Remove value from js array without reordering keys

Question

I have an array, and I want to remove just one element, but without reordering keys. Is there an easy way without using delete or rebuilding the entire array?

Or alternatively clean up after delete to get rid of the undefined values, fixing the length again.

var array = ["valueone", "valuetwo"];

console.dir(array); // keys 0 and 1
array.splice(0, 1);
console.dir(array); // key 1 is now 0, do not want!

Answer 1

You can delete the elements of an array:

a = ['one', 'two'];
delete a[0];

// a is now [undefined, 'two'];

alternatively, set a[0] explicitly to undefined .

Note that an arrays .length parameter is automatically maintained by the system. If you intentionally set it to a higher number, you'll just get a whole load of undefined values for the missing keys:

a.length = 10;
// a is now [undefined, 'two', undefined x 8]

If these semantics are not acceptable to you, then you should consider using an Object instead. This will preserve your keys, and perhaps be more efficient, but you lose the .length property.

Answer 2

couldn't you just explicitly set the value to undefined or null or an empty string. What are you trying to achieve?

var arr = ['aaaa','bbb','ccc','ddd'];
    arr[0]= undefined;
    //or
    arr[0]= null;
    ///or
    arr[0]= "";
    arr.length; <--- 4

Answer 3

Update 2018-09-07

This answer isn't very good, in my opinion. I provided an answer on How do I remove a property from a JavaScript Object that has received much more attention from me over the years and covers this case and goes into much more detail.

The point is, you should be using Array.prototype.splice and Array.prototype.slice .

array.splice(start, n) returns a subset of array from index start with n sequential elements, and removes this subset from the original array, creating a new array in the process.

let array = [1,2,3,4,5,6];
array.splice(2,3); // [3,4,5]
array; // [1,2,6]

array.slice(start, end) returns a subset of array from index start to index end without mutating the original. The behavior is a little different from splice , which is why I prefer to call it as array.slice(start, start + n) .

let array = [1,2,3,4,5,6];
array.slice(2, 2 + 3); // [3,4,5]
array; // [1,2,3,4,5,6]

Of course you could set the index to a sentinel value like null or "" , but if you are wanting the array to stay in the same order after a deletion, perhaps you should change your approach--why does "valuetwo" have to be at index 1? What useful information is even being held in this data structure if the contents are always the same as the keys needed to access them?

---

The original answer is below. And if I am going to keep the original text, perhaps I should elaborate on why it's bad advice.

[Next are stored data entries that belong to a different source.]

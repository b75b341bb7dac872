//! HTTP client for the process API.

use async_trait::async_trait;
use reqwest::header::ACCEPT;
use reqwest::{Response, StatusCode};
use senta_core::Settings;
use serde::de::DeserializeOwned;
use tracing::{debug, warn};

use crate::error::{RemoteError, Result};
use crate::models::{ActionResult, ProcessAction, RemoteProcess};

/// Body the server sends when an action targets a process it does not run.
pub const PROCESS_NOT_FOUND_BODY: &str = "try to stop nil cmd process";

/// Header carrying the API key.
const API_KEY_HEADER: &str = "api_key";

/// Operations the bot needs from the process API.
#[async_trait]
pub trait ProcessApi: Send + Sync {
    /// List all processes with their current state.
    async fn list_processes(&self) -> Result<Vec<RemoteProcess>>;

    /// Start, stop or restart a process.
    async fn perform_action(&self, action: ProcessAction, id: u64) -> Result<ActionResult>;
}

/// reqwest-backed client for the process API.
#[derive(Clone)]
pub struct RemoteClient {
    client: reqwest::Client,
    base_url: String,
    api_key: String,
}

impl RemoteClient {
    /// Create a client for `server` (the host root, without `/rest/api/v1`).
    pub fn new(server: impl AsRef<str>, api_key: impl Into<String>) -> Self {
        Self::with_base_url(
            format!(
                "{}/{}",
                server.as_ref().trim_end_matches('/'),
                senta_core::API_URL_SUFFIX
            ),
            api_key,
        )
    }

    /// Create a client from loaded settings.
    pub fn from_settings(settings: &Settings) -> Self {
        Self::with_base_url(settings.api_base_url(), settings.api_token.clone())
    }

    fn with_base_url(base_url: String, api_key: impl Into<String>) -> Self {
        Self {
            client: reqwest::Client::new(),
            base_url,
            api_key: api_key.into(),
        }
    }

    /// Root URL every endpoint is resolved against.
    pub fn base_url(&self) -> &str {
        &self.base_url
    }

    /// `GET /process/list/status`.
    pub async fn list_processes(&self) -> Result<Vec<RemoteProcess>> {
        let url = format!("{}/process/list/status", self.base_url);
        debug!(url = %url, "Listing processes");

        let response = self
            .client
            .get(&url)
            .header(API_KEY_HEADER, &self.api_key)
            .header(ACCEPT, "application/json")
            .send()
            .await
            .map_err(|e| {
                warn!(url = %url, error = %e, "Failed to send request");
                RemoteError::from(e)
            })?;

        let body = read_success_body(response).await?;
        let processes: Vec<RemoteProcess> = decode(&body)?;
        debug!(count = processes.len(), "Processes listed");
        Ok(processes)
    }

    /// `POST /process/{id}/{action}`.
    pub async fn perform_action(&self, action: ProcessAction, id: u64) -> Result<ActionResult> {
        let url = format!("{}/process/{}/{}", self.base_url, id, action);
        debug!(url = %url, action = %action, id, "Sending process action");

        let response = self
            .client
            .post(&url)
            .header(API_KEY_HEADER, &self.api_key)
            .header(ACCEPT, "application/json")
            .send()
            .await
            .map_err(|e| {
                warn!(url = %url, error = %e, "Failed to send request");
                RemoteError::from(e)
            })?;

        let body = match read_success_body(response).await {
            Ok(body) => body,
            Err(RemoteError::Status { body, .. }) if body.trim() == PROCESS_NOT_FOUND_BODY => {
                debug!(action = %action, id, "Remote reported unknown process");
                return Err(RemoteError::ProcessNotFound);
            }
            Err(e) => return Err(e),
        };

        decode(&body)
    }
}

#[async_trait]
impl ProcessApi for RemoteClient {
    async fn list_processes(&self) -> Result<Vec<RemoteProcess>> {
        RemoteClient::list_processes(self).await
    }

    async fn perform_action(&self, action: ProcessAction, id: u64) -> Result<ActionResult> {
        RemoteClient::perform_action(self, action, id).await
    }
}

/// Read the body, failing with [`RemoteError::Status`] unless the status is 200 or 201.
async fn read_success_body(response: Response) -> Result<String> {
    let status = response.status();
    let body = response.text().await?;

    if status == StatusCode::OK || status == StatusCode::CREATED {
        return Ok(body);
    }

    warn!(status = %status, body = %body.trim(), "Request failed");
    Err(RemoteError::Status {
        status: status.as_u16(),
        body,
    })
}

fn decode<T: DeserializeOwned>(body: &str) -> Result<T> {
    serde_json::from_str(body).map_err(|e| {
        warn!(error = %e, "Failed to decode response");
        RemoteError::Decode(e.to_string())
    })
}
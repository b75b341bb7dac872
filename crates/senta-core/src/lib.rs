//! Senta Core - settings shared by the Senta bot crates.
//!
//! - **config**: JSON settings file loading, env overrides and the user allow-list
//! - **error**: configuration errors

pub mod config;
pub mod error;

pub use config::{Settings, API_TOKEN_ENV, API_URL_SUFFIX, TLG_TOKEN_ENV};
pub use error::{ConfigError, Result};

You can use javascript's delete keyword.

 delete array[index]; 

Don't do this. If your array is homogeneous (as it ought to be), then this will corrupt your array by introducing a second type ( undefined ). You should use array.splice() as discussed above, which will create a new array with the specified range omitted.

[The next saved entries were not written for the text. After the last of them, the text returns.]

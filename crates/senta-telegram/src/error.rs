//! Error types for the Telegram bot.

use senta_core::ConfigError;
use thiserror::Error;

/// Errors that stop the bot from starting.
#[derive(Debug, Error)]
pub enum TelegramError {
    /// Settings could not be loaded or are incomplete.
    #[error(transparent)]
    Config(#[from] ConfigError),

    /// Telegram rejected the bot (bad token, network down).
    #[error("Failed to start bot: {0}")]
    BotStartFailed(String),
}

/// Result type for Telegram operations.
pub type Result<T> = std::result::Result<T, TelegramError>;
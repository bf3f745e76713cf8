use serde::de::DeserializeOwned;
use serde::{
    Deserialize,
    Serialize,
};

use crate::prelude::*;
use crate::render::RenderError;

#[derive(Clone, Debug, Default, Deserialize, Eq, PartialEq, Serialize)]
pub struct RenderedContainer {
    pub name: String,
    pub image: Option<String>,
    pub args: Vec<String>,
}

// The parts of a rendered manifest that the matrix has opinions about.  Built fresh for every
// check and thrown away afterwards.
#[derive(Clone, Debug, Default, Deserialize, Eq, PartialEq, Serialize)]
pub struct RenderedArtifact {
    pub namespace: Option<String>,
    pub containers: Vec<RenderedContainer>,
    pub data_keys: Vec<String>,
}

impl RenderedArtifact {
    pub fn decode(kind: ManifestKind, document: &str) -> anyhow::Result<RenderedArtifact> {
        Ok(match kind {
            ManifestKind::DaemonSet => RenderedArtifact::from(decode::<appsv1::DaemonSet>(document)?),
            ManifestKind::Deployment => RenderedArtifact::from(decode::<appsv1::Deployment>(document)?),
            ManifestKind::Secret => RenderedArtifact::from(decode::<corev1::Secret>(document)?),
            ManifestKind::ServiceAccount => RenderedArtifact::from(decode::<corev1::ServiceAccount>(document)?),
        })
    }

    pub fn images(&self) -> Vec<String> {
        self.containers.iter().map(|c| c.image.clone().unwrap_or_default()).collect()
    }

    pub fn container(&self, name: &str) -> Option<&RenderedContainer> {
        self.containers.iter().find(|c| c.name == name)
    }

    fn from_pod_template(namespace: Option<String>, template: Option<&corev1::PodTemplateSpec>) -> RenderedArtifact {
        let containers = template
            .and_then(|t| t.spec.as_ref())
            .map(|spec| spec.containers.iter().map(RenderedContainer::from).collect())
            .unwrap_or_default();

        RenderedArtifact { namespace, containers, ..Default::default() }
    }
}

impl From<&corev1::Container> for RenderedContainer {
    fn from(c: &corev1::Container) -> RenderedContainer {
        RenderedContainer {
            name: c.name.clone(),
            image: c.image.clone(),
            args: c.args.clone().unwrap_or_default(),
        }
    }
}

impl From<appsv1::DaemonSet> for RenderedArtifact {
    fn from(ds: appsv1::DaemonSet) -> RenderedArtifact {
        RenderedArtifact::from_pod_template(ds.metadata.namespace, ds.spec.as_ref().map(|s| &s.template))
    }
}

impl From<appsv1::Deployment> for RenderedArtifact {
    fn from(depl: appsv1::Deployment) -> RenderedArtifact {
        RenderedArtifact::from_pod_template(depl.metadata.namespace, depl.spec.as_ref().map(|s| &s.template))
    }
}

impl From<corev1::Secret> for RenderedArtifact {
    fn from(secret: corev1::Secret) -> RenderedArtifact {
        // Only .data counts; a chart that renders stringData alone is reported as having no data
        let data_keys = secret.data.iter().flat_map(|d| d.keys()).cloned().collect();

        RenderedArtifact {
            namespace: secret.metadata.namespace,
            data_keys,
            ..Default::default()
        }
    }
}

impl From<corev1::ServiceAccount> for RenderedArtifact {
    fn from(sa: corev1::ServiceAccount) -> RenderedArtifact {
        RenderedArtifact { namespace: sa.metadata.namespace, ..Default::default() }
    }
}

// `helm template --show-only` prefixes everything with `---` and a `# Source:` comment, and a
// template can produce more than one document; we only care about the first real one.
pub fn decode<K: DeserializeOwned>(document: &str) -> anyhow::Result<K> {
    for doc in serde_yaml::Deserializer::from_str(document) {
        let value = serde_yaml::Value::deserialize(doc)
            .map_err(|err| RenderError::undecodable_document(&err.to_string()))?;
        if value.is_null() {
            continue;
        }
        return serde_yaml::from_value(value).map_err(|err| RenderError::undecodable_document(&err.to_string()));
    }

    Err(RenderError::undecodable_document("no YAML documents found"))
}
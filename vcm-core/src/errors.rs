pub use anyhow::{
    anyhow,
    bail,
    ensure,
};
pub use paste::paste;
pub use thiserror::Error;

pub type EmptyResult = anyhow::Result<()>;

// This macro creates an enum which derives from thiserror::Error, and also
// creates constructor functions in snake case for each of the enum variants
#[macro_export]
macro_rules! err_impl {
    (@hidden $errtype:ident, $item:ident, String) => {
        paste! {
            pub(crate) fn [<$item:snake>](in_: &str) -> anyhow::Error {
                anyhow!{$errtype::$item(in_.into())}
            }
        }
    };

    (@hidden $errtype:ident, $item:ident, $($dtype:tt)::+) => {
        paste! {
            pub(crate) fn [<$item:snake>](in_: &$($dtype)::+) -> anyhow::Error {
                anyhow!{$errtype::$item(in_.clone())}
            }
        }
    };

    ($errtype:ident,
        $(#[$errinfo:meta] $item:ident($($dtype:tt)::+),)+
    ) => {
        #[derive(Debug, Error)]
        pub(crate) enum $errtype {
            $(#[$errinfo] $item($($dtype)::+)),+
        }

        impl $errtype {
            $(err_impl! {@hidden $errtype, $item, $($dtype)::+})+
        }
    };
}

pub use err_impl;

Unfortunately, this creates an undefined index inside of the array

 var arr = ['pie', 'cake', 'fish']; delete arr[1]; arr; // ['pie', undefined, 'fish'] 

Case in point.

You could also do this:

 var arr = [9,8,7,6]; arr[1] = null; arr; // [9,null,7,6] arr.length; // 4 var i = -1; while(++i < arr.length){ if(arr[i] && typeof(arr[i] === "number")){ alert(arr[i]); } } 

You could, but you shouldn't. Not only is this unnecessary, and doesn't do anything useful (because all it's doing is calling alert ), but it's actually broken.

if(arr[i] && typeof(arr[i] === "number")){
    alert(arr[i]);
}

You might expect this to only print our element if it is a non-zero number, but will in fact also run for values like "foo" , [] and document.createElement("p") , because typeof(arr[i] === "number") will always return the value "boolean" , which is a non-empty string, which is truthy and will therefore evaluate true. Which means the only requirement for alert to be called is that arr[i] is truthy. There are only six values in the entire language that will cause this if statement to not execute, and those are:

• undefined
• null
• 0
• "" (pronounced "empty string")
• false
• NaN

Or, if you don't NEED to use arrays, you could use an object and make everything easier:

 var obj = { 0: "first", 1: "second", 2: "third" }; delete obj[1]; obj; // {0: "first", 2: "third"} for(var i in obj){ alert(obj[i]); } 

Which would instantaneously erase all of the advantages to using an array. Now you have a data set which may or may not be heterogeneous, which can't be filtered, mapped, reduced or transformed in any sane way, and you have to resort to things like for(i in obj) (which is extremely bug-prone if you dare to use a library like jQuery) to iterate over it. Luckily today we have fancy stuff like Object.keys(obj).map(k => obj[k]).forEach(function(el){ ... }) , but that's no excuse to have bad data structures.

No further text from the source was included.